*Assigned task:* What is needed is an exact transcription of every record.

Collected data entries:

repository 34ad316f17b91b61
//! Configuration error types.

use std::path::PathBuf;
use thiserror::Error;

/// Configuration-related errors
#[derive(Debug, Error)]
pub enum ConfigError {
    #[error("IO error when reading `{0}`")]
    Io(PathBuf, #[source] std::io::Error),

    #[error("Config file parsing error")]
    Toml(#[from] toml::de::Error),

    #[error("Config validation error: {0}")]
    Validation(String),
}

*Solution to this task:*
repository 34ad316f17b91b61
//! Configuration error types.

use std::path::PathBuf;
use thiserror::Error;

/// Configuration-related errors
#[derive(Debug, Error)]
pub enum ConfigError {
    #[error("IO error when reading `{0}`")]
    Io(PathBuf, #[source] std::io::Error),

    #[error("Config file parsing error")]
    Toml(#[from] toml::de::Error),

    #[error("Config validation error: {0}")]
    Validation(String),
}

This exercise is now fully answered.